TASK STATEMENT:
Retype verbatim the lines of the listing, from the very first through the line with "Build the priority".

──────────

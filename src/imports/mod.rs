//! Per-document import priority construction.
//!
//! The priority list is the authoritative visibility ranking used by the
//! resolver: document `D` is 0, every other document reachable through a
//! chain of *non-monikered* imports gets the next integer in depth-first,
//! declaration-order discovery order. Monikered imports contribute their
//! alias to the moniker map but are never inlined into the priority list —
//! a cyclic import graph is handled by the same "first seen wins" visited
//! check that makes the depth-first walk terminate.

use crate::documents::Import;
use crate::types::DocumentId;
use std::collections::HashMap;
use std::sync::Arc;

#[derive(Debug, Default)]
pub struct ImportPriorities {
    priority_list: HashMap<DocumentId, u32>,
    moniker_map: HashMap<Arc<str>, DocumentId>,
}

impl ImportPriorities {
    pub fn priority_of(&self, document: DocumentId) -> Option<u32> {
        self.priority_list.get(&document).copied()
    }

    pub fn contains(&self, document: DocumentId) -> bool {
        self.priority_list.contains_key(&document)
    }

    pub fn moniker(&self, moniker: &str) -> Option<DocumentId> {
        self.moniker_map.get(moniker).copied()
    }

    /// The document with the smallest priority integer among `candidates`,
    /// i.e. the highest-visibility definition. Returns
    /// `None` if none of `candidates` is reachable from this document.
    pub fn best_of<'a>(&self, candidates: impl IntoIterator<Item = &'a DocumentId>) -> Option<DocumentId> {
        candidates
            .into_iter()
            .filter_map(|&doc| self.priority_of(doc).map(|p| (doc, p)))
            .min_by_key(|&(_, p)| p)
            .map(|(doc, _)| doc)
    }

    #[cfg(test)]
    pub fn priority_list_len(&self) -> usize {
        self.priority_list.len()
    }
}

/// Build the priority list and moniker map for a document whose `imports`
/// are given in declaration order. `resolve_path` maps a corpus-path string
/// (as written in an `Import`) to the `DocumentId` of the already-loaded
/// document it names. `imports_of` returns another document's own imports,
/// in declaration order, to support the transitive non-monikered expansion.
pub fn build_import_priorities(
    self_id: DocumentId,
    self_imports: &[Import],
    resolve_path: &mut dyn FnMut(&str) -> Option<DocumentId>,
    imports_of: &mut dyn FnMut(DocumentId) -> Vec<Import>,
) -> ImportPriorities {
    let mut priorities = ImportPriorities::default();
    priorities.priority_list.insert(self_id, 0);

    // Sweep 1: monikered imports contribute their alias; first writer wins.
    for import in self_imports {
        if let Some(moniker) = &import.moniker {
            if !priorities.moniker_map.contains_key(moniker.as_ref()) {
                if let Some(doc_id) = resolve_path(&import.corpus_path) {
                    priorities.moniker_map.insert(Arc::clone(moniker), doc_id);
                }
            }
        }
    }

    // Sweep 2: non-monikered imports expand depth-first in declaration order.
    let mut next = 1u32;
    for import in self_imports {
        if import.moniker.is_some() {
            continue;
        }
        if let Some(doc_id) = resolve_path(&import.corpus_path) {
            expand(doc_id, &mut next, &mut priorities.priority_list, resolve_path, imports_of);
        }
    }

    priorities
}

fn expand(
    doc_id: DocumentId,
    next: &mut u32,
    priority_list: &mut HashMap<DocumentId, u32>,
    resolve_path: &mut dyn FnMut(&str) -> Option<DocumentId>,
    imports_of: &mut dyn FnMut(DocumentId) -> Vec<Import>,
) {
    if priority_list.contains_key(&doc_id) {
        return;
    }
    priority_list.insert(doc_id, *next);
    *next += 1;

    for import in imports_of(doc_id) {
        // Monikered sub-imports are collapsed: the moniker stays local to
        // `doc_id` and the imported document is never inlined here.
        if import.moniker.is_some() {
            continue;
        }
        if let Some(sub_id) = resolve_path(&import.corpus_path) {
            expand(sub_id, next, priority_list, resolve_path, imports_of);
        }
    }
}

#[cfg(test)]
mod tests {
    use super::*;
    use crate::documents::Import;

    fn id(n: u32) -> DocumentId {
        DocumentId::new(n).unwrap()
    }

    #[test]
    fn self_is_zero() {
        let priorities = build_import_priorities(
            id(1),
            &[],
            &mut |_| None,
            &mut |_| Vec::new(),
        );
        assert_eq!(priorities.priority_of(id(1)), Some(0));
    }

    #[test]
    fn monikered_import_not_inlined() {
        // Doc 1 imports doc 2 under moniker "m". Doc 2 is reachable only
        // through the moniker, not through the priority list.
        let self_imports = vec![Import::new("ns:/b.cdm.json").with_moniker("m")];
        let paths: HashMap<&str, DocumentId> = HashMap::from([("ns:/b.cdm.json", id(2))]);
        let priorities = build_import_priorities(
            id(1),
            &self_imports,
            &mut |p| paths.get(p).copied(),
            &mut |_| Vec::new(),
        );
        assert_eq!(priorities.moniker("m"), Some(id(2)));
        assert!(!priorities.contains(id(2)));
        assert_eq!(priorities.priority_list_len(), 1);
    }

    #[test]
    fn non_monikered_imports_assigned_in_declaration_order() {
        // Doc 1 imports doc 2 then doc 3, neither monikered.
        let self_imports = vec![Import::new("ns:/b.cdm.json"), Import::new("ns:/c.cdm.json")];
        let paths: HashMap<&str, DocumentId> =
            HashMap::from([("ns:/b.cdm.json", id(2)), ("ns:/c.cdm.json", id(3))]);
        let priorities = build_import_priorities(
            id(1),
            &self_imports,
            &mut |p| paths.get(p).copied(),
            &mut |_| Vec::new(),
        );
        assert_eq!(priorities.priority_of(id(1)), Some(0));
        assert_eq!(priorities.priority_of(id(2)), Some(1));
        assert_eq!(priorities.priority_of(id(3)), Some(2));
    }

    #[test]
    fn monikered_sub_import_is_collapsed_and_not_inlined() {
        // Doc 1 imports doc 2 (non-monikered). Doc 2 imports doc 3 under
        // moniker "sub". Doc 3 must not appear in doc 1's priority list, and
        // "sub" must not appear in doc 1's moniker map.
        let self_imports = vec![Import::new("ns:/b.cdm.json")];
        let paths: HashMap<&str, DocumentId> =
            HashMap::from([("ns:/b.cdm.json", id(2)), ("ns:/c.cdm.json", id(3))]);
        let doc2_imports = vec![Import::new("ns:/c.cdm.json").with_moniker("sub")];
        let priorities = build_import_priorities(
            id(1),
            &self_imports,
            &mut |p| paths.get(p).copied(),
            &mut |doc| {
                if doc == id(2) {
                    doc2_imports.clone()
                } else {
                    Vec::new()
                }
            },
        );
        assert!(priorities.contains(id(2)));
        assert!(!priorities.contains(id(3)));
        assert_eq!(priorities.moniker("sub"), None);
    }

    #[test]
    fn cyclic_imports_terminate() {
        // Doc 1 imports doc 2, doc 2 imports doc 1 back.
        let self_imports = vec![Import::new("ns:/b.cdm.json")];
        let paths: HashMap<&str, DocumentId> =
            HashMap::from([("ns:/a.cdm.json", id(1)), ("ns:/b.cdm.json", id(2))]);
        let doc2_imports = vec![Import::new("ns:/a.cdm.json")];
        let priorities = build_import_priorities(
            id(1),
            &self_imports,
            &mut |p| paths.get(p).copied(),
            &mut |doc| {
                if doc == id(2) {
                    doc2_imports.clone()
                } else {
                    Vec::new()
                }
            },
        );
        assert_eq!(priorities.priority_of(id(1)), Some(0));
        assert_eq!(priorities.priority_of(id(2)), Some(1));
    }
}
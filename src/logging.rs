//! Unified logging for the corpus engine.
//!
//! Compact timestamped output with per-module level configuration.
//! `RUST_LOG` overrides the configured levels at runtime.

use crate::config::LoggingConfig;
use std::sync::Once;
use tracing_subscriber::fmt::time::FormatTime;
use tracing_subscriber::layer::SubscriberExt;
use tracing_subscriber::util::SubscriberInitExt;
use tracing_subscriber::{EnvFilter, Layer};

static INIT: Once = Once::new();

struct CompactTime;

impl FormatTime for CompactTime {
    fn format_time(&self, w: &mut tracing_subscriber::fmt::format::Writer<'_>) -> std::fmt::Result {
        write!(w, "{}", chrono::Local::now().format("%H:%M:%S%.3f"))
    }
}

/// Initialize logging with configuration. Safe to call more than once; only
/// the first call takes effect.
pub fn init_with_config(config: &LoggingConfig) {
    INIT.call_once(|| {
        let filter = if std::env::var("RUST_LOG").is_ok() {
            EnvFilter::from_default_env()
        } else {
            let mut filter_str = config.default.clone();
            for (module, level) in &config.modules {
                filter_str.push_str(&format!(",{module}={level}"));
            }
            EnvFilter::new(&filter_str)
        };

        let fmt_layer = tracing_subscriber::fmt::layer()
            .with_target(true)
            .with_timer(CompactTime)
            .with_level(true)
            .with_filter(filter);

        tracing_subscriber::registry().with(fmt_layer).init();
    });
}

pub fn init() {
    init_with_config(&LoggingConfig::default());
}
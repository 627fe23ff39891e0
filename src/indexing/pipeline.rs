//! The eight-pass indexing pipeline.
//!
//! Every pass runs over the full set of dirty documents before the next
//! pass starts — nothing here is per-document recursive the way a
//! file-at-a-time indexer would be. The pipeline itself holds no state
//! between calls; `Corpus` drives it and owns the dirty set.

use crate::definitions::{ArgumentValue, DefinitionKind};
use crate::documents::{DefinitionStore, DocumentLibrary};
use crate::error::CdmError;
use crate::events::{Event, EventLevel, EventSink};
use crate::imports::build_import_priorities;
use crate::resolver::{ResolutionOptions, Resolver};
use crate::symbol::{DependencySet, SymbolTable};
use crate::types::{DefinitionId, DocumentId, ObjectType, ValidationStage};
use std::sync::Arc;

pub struct Pipeline<'a> {
    pub documents: &'a DocumentLibrary,
    pub symbols: &'a SymbolTable,
    pub events: &'a EventSink,
    pub shallow_validation: bool,
}
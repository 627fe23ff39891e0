//! Cache-key construction for resolved objects.
//!
//! A cache key is a deterministic fingerprint built from the identity of the
//! object being resolved and the set of documents its resolution actually
//! depended on. An empty dependency set means the resolution touched nothing
//! cacheable (e.g. it failed before consulting a single document) and the
//! object must not be cached at all.

use crate::symbol::DependencySet;
use crate::types::{DirectiveSet, DocumentId};

/// What kind of object a cache key names; kept separate from `ObjectType` so
/// the cache key format can diverge from the resolver's type-gate tags.
#[derive(Debug, Clone, Copy, PartialEq, Eq)]
pub enum CacheKind {
    Entity,
    Trait,
    DataType,
    Attribute,
    AttributeGroup,
    ConstantEntity,
}

impl CacheKind {
    fn as_str(self) -> &'static str {
        match self {
            CacheKind::Entity => "entity",
            CacheKind::Trait => "trait",
            CacheKind::DataType => "dataType",
            CacheKind::Attribute => "attribute",
            CacheKind::AttributeGroup => "attributeGroup",
            CacheKind::ConstantEntity => "constantEntity",
        }
    }
}

/// Builds a cache key from the documents consulted while resolving an
/// object, its kind, its id-or-name, the active directive set, and an
/// optional extra disambiguator (e.g. an argument list's own fingerprint for
/// parameterized trait references).
///
/// Format: `<sorted-doc-ids>-<kind>-<id-or-name>-(<directives-tag>)[-<extra>]`.
/// Returns `None` when `dependencies` is empty — such a resolution has
/// nothing to invalidate on and is not cacheable.
pub fn build_cache_key(
    dependencies: &DependencySet,
    dependency_documents: &[DocumentId],
    kind: CacheKind,
    id_or_name: &str,
    directives: &DirectiveSet,
    extra: Option<&str>,
) -> Option<String> {
    if dependencies.is_empty() || dependency_documents.is_empty() {
        return None;
    }

    let mut doc_ids: Vec<u32> = dependency_documents.iter().map(|d| d.value()).collect();
    doc_ids.sort_unstable();
    doc_ids.dedup();

    let docs_part = doc_ids
        .iter()
        .map(|id| id.to_string())
        .collect::<Vec<_>>()
        .join(",");

    let mut key = format!(
        "{docs_part}-{}-{id_or_name}-({})",
        kind.as_str(),
        directives.tag()
    );
    if let Some(extra) = extra {
        key.push('-');
        key.push_str(extra);
    }
    Some(key)
}

#[cfg(test)]
mod tests {
    use super::*;
    use crate::types::Directive;

    fn doc(n: u32) -> DocumentId {
        DocumentId::new(n).unwrap()
    }

    #[test]
    fn empty_dependency_set_is_not_cacheable() {
        let deps = DependencySet::new();
        let key = build_cache_key(&deps, &[doc(1)], CacheKind::Entity, "Foo", &DirectiveSet::new(), None);
        assert!(key.is_none());
    }

    #[test]
    fn empty_document_list_is_not_cacheable() {
        let deps = DependencySet::seeded("Foo");
        let key = build_cache_key(&deps, &[], CacheKind::Entity, "Foo", &DirectiveSet::new(), None);
        assert!(key.is_none());
    }

    #[test]
    fn key_sorts_and_dedups_document_ids() {
        let deps = DependencySet::seeded("Foo");
        let directives = DirectiveSet::new().with(Directive::Normalized);
        let key = build_cache_key(
            &deps,
            &[doc(3), doc(1), doc(3), doc(2)],
            CacheKind::Entity,
            "Foo",
            &directives,
            None,
        )
        .unwrap();
        assert_eq!(key, "1,2,3-entity-Foo-(normalized)");
    }

    #[test]
    fn extra_disambiguator_is_appended() {
        let deps = DependencySet::seeded("Foo");
        let key = build_cache_key(
            &deps,
            &[doc(1)],
            CacheKind::Trait,
            "means.identity",
            &DirectiveSet::new(),
            Some("arg0=Customer"),
        )
        .unwrap();
        assert_eq!(key, "1-trait-means.identity-()-arg0=Customer");
    }
}
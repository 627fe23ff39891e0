//! The process-level symbol table: name → documents that declare it, plus
//! per-object dependency symbol sets used to shape cache keys.

use crate::types::DocumentId;
use dashmap::DashMap;
use std::collections::HashSet;
use std::sync::Arc;

/// `name -> [documents declaring name]`, updated during declaration and
/// pruned on document removal.
#[derive(Default)]
pub struct SymbolTable {
    entries: DashMap<Arc<str>, Vec<DocumentId>>,
}

impl SymbolTable {
    pub fn new() -> Self {
        Self::default()
    }

    pub fn register(&self, name: impl Into<Arc<str>>, document: DocumentId) {
        let name = name.into();
        let mut docs = self.entries.entry(name).or_default();
        if !docs.contains(&document) {
            docs.push(document);
        }
    }

    /// Remove every registration for `document`, dropping symbols whose last
    /// declarer was `document`.
    pub fn remove_document(&self, document: DocumentId) {
        self.entries.retain(|_, docs| {
            docs.retain(|&d| d != document);
            !docs.is_empty()
        });
    }

    pub fn defining_documents(&self, name: &str) -> Vec<DocumentId> {
        self.entries
            .get(name)
            .map(|docs| docs.clone())
            .unwrap_or_default()
    }

    pub fn declares(&self, name: &str, document: DocumentId) -> bool {
        self.entries
            .get(name)
            .is_some_and(|docs| docs.contains(&document))
    }
}

/// The set of symbol names whose definition could change a given resolution
/// (one per (definition, kind-of-resolution) pair).
#[derive(Debug, Clone, Default)]
pub struct DependencySet {
    symbols: HashSet<Arc<str>>,
}

impl DependencySet {
    pub fn new() -> Self {
        Self::default()
    }

    /// Seed the set with the object's own declared name: the first time an
    /// object is seen, its dependency set is seeded with its own declared
    /// name.
    pub fn seeded(own_name: impl Into<Arc<str>>) -> Self {
        let mut set = Self::new();
        set.add(own_name);
        set
    }

    pub fn add(&mut self, symbol: impl Into<Arc<str>>) {
        self.symbols.insert(symbol.into());
    }

    pub fn is_empty(&self) -> bool {
        self.symbols.is_empty()
    }

    pub fn iter(&self) -> impl Iterator<Item = &str> {
        self.symbols.iter().map(|s| s.as_ref())
    }
}

#[cfg(test)]
mod tests {
    use super::*;
    use crate::types::DocumentId;

    #[test]
    fn register_and_lookup() {
        let table = SymbolTable::new();
        let doc = DocumentId::new(1).unwrap();
        table.register("Foo", doc);
        assert_eq!(table.defining_documents("Foo"), vec![doc]);
        assert!(table.declares("Foo", doc));
    }

    #[test]
    fn remove_document_prunes_symbol() {
        let table = SymbolTable::new();
        let doc = DocumentId::new(1).unwrap();
        table.register("Foo", doc);
        table.remove_document(doc);
        assert!(table.defining_documents("Foo").is_empty());
    }

    #[test]
    fn dependency_set_seeds_own_name() {
        let deps = DependencySet::seeded("Foo");
        assert!(!deps.is_empty());
        assert_eq!(deps.iter().collect::<Vec<_>>(), vec!["Foo"]);
    }
}
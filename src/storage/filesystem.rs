//! A filesystem-backed `Adapter`, the crate's one concrete storage
//! implementation — good enough to drive the demo CLI and integration tests.
//! Real deployments plug in their own adapter; persistence/storage I/O is an
//! external collaborator.

use super::error::{StorageError, StorageResult};
use super::registry::Adapter;
use async_trait::async_trait;
use chrono::{DateTime, Utc};
use std::path::PathBuf;

pub struct FilesystemAdapter {
    root: PathBuf,
}

impl FilesystemAdapter {
    pub fn new(root: impl Into<PathBuf>) -> Self {
        Self { root: root.into() }
    }

    fn resolve(&self, path: &str) -> PathBuf {
        self.root.join(path.trim_start_matches('/'))
    }
}

#[async_trait]
impl Adapter for FilesystemAdapter {
    async fn read(&self, path: &str) -> StorageResult<Vec<u8>> {
        tokio::fs::read(self.resolve(path))
            .await
            .map_err(|source| StorageError::Read {
                namespace: "fs".to_string(),
                path: path.to_string(),
                source,
            })
    }

    async fn compute_last_modified_time(&self, path: &str) -> StorageResult<Option<DateTime<Utc>>> {
        let metadata = match tokio::fs::metadata(self.resolve(path)).await {
            Ok(metadata) => metadata,
            Err(source) if source.kind() == std::io::ErrorKind::NotFound => return Ok(None),
            Err(source) => {
                return Err(StorageError::ModifiedTime {
                    namespace: "fs".to_string(),
                    path: path.to_string(),
                    source,
                });
            }
        };
        let modified = metadata
            .modified()
            .map_err(|source| StorageError::ModifiedTime {
                namespace: "fs".to_string(),
                path: path.to_string(),
                source,
            })?;
        Ok(Some(DateTime::<Utc>::from(modified)))
    }

    async fn list_children(&self, path: &str) -> StorageResult<Vec<String>> {
        let mut entries =
            tokio::fs::read_dir(self.resolve(path))
                .await
                .map_err(|source| StorageError::ListChildren {
                    namespace: "fs".to_string(),
                    path: path.to_string(),
                    source,
                })?;

        let mut names = Vec::new();
        loop {
            let entry = entries
                .next_entry()
                .await
                .map_err(|source| StorageError::ListChildren {
                    namespace: "fs".to_string(),
                    path: path.to_string(),
                    source,
                })?;
            match entry {
                Some(entry) => names.push(entry.file_name().to_string_lossy().into_owned()),
                None => break,
            }
        }
        names.sort();
        Ok(names)
    }
}
#[cfg(test)]
mod tests {
    use super::*;
    use crate::definitions::{
        ArgumentAssignment, ArgumentValue, AttributeMember, Definition, EntityAttributeDef, EntityDef, Reference,
        TraitReference,
    };
    use crate::types::{DocumentId, ObjectType};

    fn id(n: u32) -> DefinitionId {
        DefinitionId::new(n).unwrap()
    }

    fn doc() -> DocumentId {
        DocumentId::new(1).unwrap()
    }

    #[test]
    fn extracts_a_foreign_key_relationship() {
        let mut definitions = DefinitionStore::new();
        let ids = IdGenerator::new();

        let customer_id = id(100);
        let mut identity = TraitReference::new("is.identifiedBy");
        identity.arguments.push(ArgumentAssignment {
            parameter_name: None,
            value: ArgumentValue::Literal("Customer/(resolvedAttributes)/customerId".to_string()),
            resolved_parameter: None,
        });
        definitions.insert(Definition::new(
            customer_id,
            "Customer",
            doc(),
            DefinitionKind::Entity(EntityDef {
                extends: None,
                attributes: Vec::new(),
                traits: vec![identity],
            }),
        ));

        let order_id = id(101);
        let mut customer_ref = Reference::named("Customer", ObjectType::Entity);
        customer_ref.resolved = Some(customer_id);
        definitions.insert(Definition::new(
            order_id,
            "Order",
            doc(),
            DefinitionKind::Entity(EntityDef {
                extends: None,
                attributes: vec![AttributeMember::EntityAttribute(customer_ref)],
                traits: Vec::new(),
            }),
        ));

        let mut graph = RelationshipGraph::new();
        graph.recompute_for_entities(&[customer_id, order_id], &mut definitions, &ids);

        let outgoing = graph.outgoing("Order");
        assert_eq!(outgoing.len(), 1);
        assert_eq!(outgoing[0].to_entity, "Customer");
        assert_eq!(outgoing[0].to_attribute, "customerId");
        assert_eq!(outgoing[0].from_entity, "Order");

        let incoming = graph.incoming("Customer");
        assert_eq!(incoming.len(), 1);
        assert_eq!(incoming[0].from_entity, "Order");
    }

    /// `Order.custId -> Customer.customerId`: the foreign key column name
    /// does not coincide with the target's identified attribute name, so a
    /// correct extractor must tell `from_attribute` and `to_attribute` apart.
    #[test]
    fn from_attribute_is_derived_from_the_source_side_member_name() {
        let mut definitions = DefinitionStore::new();
        let ids = IdGenerator::new();

        let customer_id = id(100);
        let mut identity = TraitReference::new("is.identifiedBy");
        identity.arguments.push(ArgumentAssignment {
            parameter_name: None,
            value: ArgumentValue::Literal("Customer/(resolvedAttributes)/customerId".to_string()),
            resolved_parameter: None,
        });
        definitions.insert(Definition::new(
            customer_id,
            "Customer",
            doc(),
            DefinitionKind::Entity(EntityDef {
                extends: None,
                attributes: Vec::new(),
                traits: vec![identity],
            }),
        ));

        let cust_id_attr = id(101);
        let mut customer_ref = Reference::named("Customer", ObjectType::Entity);
        customer_ref.resolved = Some(customer_id);
        definitions.insert(Definition::new(
            cust_id_attr,
            "custId",
            doc(),
            DefinitionKind::EntityAttribute(EntityAttributeDef {
                entity: customer_ref,
                traits: Vec::new(),
            }),
        ));

        let order_id = id(102);
        let mut member_ref = Reference::named("custId", ObjectType::EntityAttribute);
        member_ref.resolved = Some(cust_id_attr);
        definitions.insert(Definition::new(
            order_id,
            "Order",
            doc(),
            DefinitionKind::Entity(EntityDef {
                extends: None,
                attributes: vec![AttributeMember::EntityAttribute(member_ref)],
                traits: Vec::new(),
            }),
        ));

        let mut graph = RelationshipGraph::new();
        graph.recompute_for_entities(&[customer_id, order_id], &mut definitions, &ids);

        let outgoing = graph.outgoing("Order");
        assert_eq!(outgoing.len(), 1);
        assert_eq!(outgoing[0].to_entity, "Customer");
        assert_eq!(outgoing[0].to_attribute, "customerId");
        assert_eq!(outgoing[0].from_attribute, "custId");
        assert_ne!(outgoing[0].from_attribute, outgoing[0].to_attribute);
    }

    #[test]
    fn entity_with_no_identity_trait_yields_no_relationship() {
        let mut definitions = DefinitionStore::new();
        let ids = IdGenerator::new();
        let customer_id = id(100);
        definitions.insert(Definition::new(
            customer_id,
            "Customer",
            doc(),
            DefinitionKind::Entity(EntityDef {
                extends: None,
                attributes: Vec::new(),
                traits: Vec::new(),
            }),
        ));
        let order_id = id(101);
        let mut customer_ref = Reference::named("Customer", ObjectType::Entity);
        customer_ref.resolved = Some(customer_id);
        definitions.insert(Definition::new(
            order_id,
            "Order",
            doc(),
            DefinitionKind::Entity(EntityDef {
                extends: None,
                attributes: vec![AttributeMember::EntityAttribute(customer_ref)],
                traits: Vec::new(),
            }),
        ));

        let mut graph = RelationshipGraph::new();
        graph.recompute_for_entities(&[customer_id, order_id], &mut definitions, &ids);
        assert!(graph.outgoing("Order").is_empty());
    }
}
//! Process-unique identifiers and small value types shared across the crate.

use serde::{Deserialize, Serialize};
use std::num::NonZeroU32;

#[derive(Debug, Clone, Copy, PartialEq, Eq, PartialOrd, Ord, Hash, Serialize, Deserialize)]
pub struct DocumentId(NonZeroU32);

#[derive(Debug, Clone, Copy, PartialEq, Eq, PartialOrd, Ord, Hash, Serialize, Deserialize)]
pub struct FolderId(NonZeroU32);

#[derive(Debug, Clone, Copy, PartialEq, Eq, PartialOrd, Ord, Hash, Serialize, Deserialize)]
pub struct DefinitionId(NonZeroU32);

macro_rules! impl_id {
    ($ty:ident) => {
        impl $ty {
            pub fn new(value: u32) -> Option<Self> {
                NonZeroU32::new(value).map(Self)
            }

            pub fn value(&self) -> u32 {
                self.0.get()
            }
        }

        impl std::fmt::Display for $ty {
            fn fmt(&self, f: &mut std::fmt::Formatter<'_>) -> std::fmt::Result {
                write!(f, "{}", self.0.get())
            }
        }
    };
}

impl_id!(DocumentId);
impl_id!(FolderId);
impl_id!(DefinitionId);

/// Monotonic id allocator. One instance lives on the `Corpus`, never a global,
/// so that multiple corpora can coexist in one process.
#[derive(Debug, Default)]
pub struct IdGenerator {
    next: std::sync::atomic::AtomicU32,
}

impl IdGenerator {
    pub fn new() -> Self {
        Self {
            next: std::sync::atomic::AtomicU32::new(1),
        }
    }

    pub fn next_document_id(&self) -> DocumentId {
        DocumentId::new(self.allocate()).expect("id counter never yields zero")
    }

    pub fn next_folder_id(&self) -> FolderId {
        FolderId::new(self.allocate()).expect("id counter never yields zero")
    }

    pub fn next_definition_id(&self) -> DefinitionId {
        DefinitionId::new(self.allocate()).expect("id counter never yields zero")
    }

    fn allocate(&self) -> u32 {
        self.next.fetch_add(1, std::sync::atomic::Ordering::Relaxed)
    }
}

/// The object-type tag every definition and reference carries.
///
/// `Error` is a sentinel used by the resolver to mean "accept any type" — it
/// is never the tag of a real definition.
#[derive(Debug, Clone, Copy, PartialEq, Eq, Hash, Serialize, Deserialize)]
pub enum ObjectType {
    Entity,
    Trait,
    Purpose,
    DataType,
    Parameter,
    TypeAttribute,
    EntityAttribute,
    AttributeGroup,
    ConstantEntity,
    AttributeContext,
    LocalEntityDeclaration,
    ReferencedEntityDeclaration,
    Error,
}

impl ObjectType {
    pub fn matches(self, expected: ObjectType) -> bool {
        expected == ObjectType::Error || self == expected
    }
}

/// A single resolution directive flag.
#[derive(Debug, Clone, Copy, PartialEq, Eq, PartialOrd, Ord, Hash, Serialize, Deserialize)]
pub enum Directive {
    Normalized,
    ReferenceOnly,
    Structured,
    Virtual,
}

impl Directive {
    fn as_str(self) -> &'static str {
        match self {
            Directive::Normalized => "normalized",
            Directive::ReferenceOnly => "referenceOnly",
            Directive::Structured => "structured",
            Directive::Virtual => "virtual",
        }
    }
}

/// An ordered, deduplicated set of directives, rendered to a deterministic
/// cache-key tag (sorted, hyphen-joined).
#[derive(Debug, Clone, Default, PartialEq, Eq, Serialize, Deserialize)]
pub struct DirectiveSet(indexmap::IndexSet<Directive>);

impl DirectiveSet {
    pub fn new() -> Self {
        Self::default()
    }

    pub fn with(mut self, directive: Directive) -> Self {
        self.0.insert(directive);
        self
    }

    pub fn contains(&self, directive: Directive) -> bool {
        self.0.contains(&directive)
    }

    /// The default directive set used by the corpus unless overridden:
    /// `{normalized, referenceOnly}` per spec.
    pub fn default_resolution() -> Self {
        Self::new()
            .with(Directive::Normalized)
            .with(Directive::ReferenceOnly)
    }

    /// Deterministic tag used inside cache keys: sorted, hyphen-joined.
    pub fn tag(&self) -> String {
        let mut names: Vec<&str> = self.0.iter().map(|d| d.as_str()).collect();
        names.sort_unstable();
        names.join("-")
    }
}

/// Ordered validation stages.
#[derive(Debug, Clone, Copy, PartialEq, Eq, PartialOrd, Ord, Hash, Serialize, Deserialize)]
pub enum ValidationStage {
    Start,
    TraitAppliers,
    MinimumForResolving,
    Traits,
    Attributes,
    EntityReferences,
    Finished,
    Error,
}

impl ValidationStage {
    /// The stage that directly follows this one, used by
    /// `resolve_references_and_validate` to step the pipeline forward.
    pub fn next(self) -> Self {
        use ValidationStage::*;
        match self {
            Start => TraitAppliers,
            TraitAppliers => MinimumForResolving,
            MinimumForResolving => Traits,
            Traits => Attributes,
            Attributes => EntityReferences,
            EntityReferences => Finished,
            Finished => Finished,
            Error => Error,
        }
    }
}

──────────

REPLY:
filename src/imports/mod.rs
//! Per-document import priority construction.
//!
//! The priority list is the authoritative visibility ranking used by the
//! resolver: document `D` is 0, every other document reachable through a
//! chain of *non-monikered* imports gets the next integer in depth-first,
//! declaration-order discovery order. Monikered imports contribute their
//! alias to the moniker map but are never inlined into the priority list —
//! a cyclic import graph is handled by the same "first seen wins" visited
//! check that makes the depth-first walk terminate.

use crate::documents::Import;
use crate::types::DocumentId;
use std::collections::HashMap;
use std::sync::Arc;

#[derive(Debug, Default)]
pub struct ImportPriorities {
    priority_list: HashMap<DocumentId, u32>,
    moniker_map: HashMap<Arc<str>, DocumentId>,
}

impl ImportPriorities {
    pub fn priority_of(&self, document: DocumentId) -> Option<u32> {
        self.priority_list.get(&document).copied()
    }

    pub fn contains(&self, document: DocumentId) -> bool {
        self.priority_list.contains_key(&document)
    }

    pub fn moniker(&self, moniker: &str) -> Option<DocumentId> {
        self.moniker_map.get(moniker).copied()
    }

    /// The document with the smallest priority integer among `candidates`,
    /// i.e. the highest-visibility definition. Returns
    /// `None` if none of `candidates` is reachable from this document.
    pub fn best_of<'a>(&self, candidates: impl IntoIterator<Item = &'a DocumentId>) -> Option<DocumentId> {
        candidates
            .into_iter()
            .filter_map(|&doc| self.priority_of(doc).map(|p| (doc, p)))
            .min_by_key(|&(_, p)| p)
            .map(|(doc, _)| doc)
    }

    #[cfg(test)]
    pub fn priority_list_len(&self) -> usize {
        self.priority_list.len()
    }
}

/// Build the priority list and moniker map for a document whose `imports`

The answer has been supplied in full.